## Work instruction
From the entries below, report how many lines contain the string "tables". Only the number is wanted.

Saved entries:
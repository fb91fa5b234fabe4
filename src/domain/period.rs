//! Period configuration tables.
//!
//! Each provider understands a different query shape: Binance takes a kline
//! interval plus a point count, CoinGecko takes a day range. Both tables are
//! exhaustive matches over [`Period`], so adding a period is a compile error
//! until every table covers it.

use crate::shared::Period;
use serde::{Deserialize, Serialize};

/// Kline interval and number of candles to request.
#[derive(Debug, Clone, Copy, PartialEq, Eq, Serialize)]
pub struct KlineParams {
    pub interval: &'static str,
    pub limit: u32,
}

/// Day span for range-based price history queries.
#[derive(Debug, Clone, Copy, PartialEq, Eq, Serialize, Deserialize)]
pub enum DayRange {
    Days(u32),
    Max,
}

impl DayRange {
    /// Value for the `days=` query parameter.
    pub fn as_query_value(&self) -> String {
        match self {
            DayRange::Days(d) => d.to_string(),
            DayRange::Max => "max".to_string(),
        }
    }
}

impl std::fmt::Display for DayRange {
    fn fmt(&self, f: &mut std::fmt::Formatter<'_>) -> std::fmt::Result {
        write!(f, "{}", self.as_query_value())
    }
}

/// Query parameters for one period on one provider.
#[derive(Debug, Clone, Copy, PartialEq, Eq, Serialize)]
pub enum PeriodQuery {
    Klines(KlineParams),
    Days(DayRange),
}

impl PeriodQuery {
    /// True when the parameters would ask the provider for nothing.
    pub fn is_empty(&self) -> bool {
        match self {
            PeriodQuery::Klines(k) => k.interval.is_empty() || k.limit == 0,
            PeriodQuery::Days(DayRange::Days(d)) => *d == 0,
            PeriodQuery::Days(DayRange::Max) => false,
        }
    }
}

/// Binance kline interval and limit for a period.
pub fn kline_params(period: Period) -> KlineParams {
    let (interval, limit) = match period {
        Period::Hour1 => ("1m", 60),
        Period::Day1 => ("5m", 288),
        Period::Week1 => ("1h", 168),
        Period::Month1 => ("4h", 180),
        Period::Year1 => ("1d", 365),
        Period::All => ("1w", 1000),
    };
    KlineParams { interval, limit }
}

/// CoinGecko day range for a period.
pub fn day_range(period: Period) -> DayRange {
    match period {
        Period::Hour1 | Period::Day1 => DayRange::Days(1),
        Period::Week1 => DayRange::Days(7),
        Period::Month1 => DayRange::Days(30),
        Period::Year1 => DayRange::Days(365),
        Period::All => DayRange::Max,
    }
}

/// CoinGecko has no OHLC data at sub-day granularity for these periods, so
/// bars are synthesized from the scalar price history instead.
pub fn needs_synthesized_bars(period: Period) -> bool {
    matches!(period, Period::Hour1 | Period::Day1)
}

## Completed task
2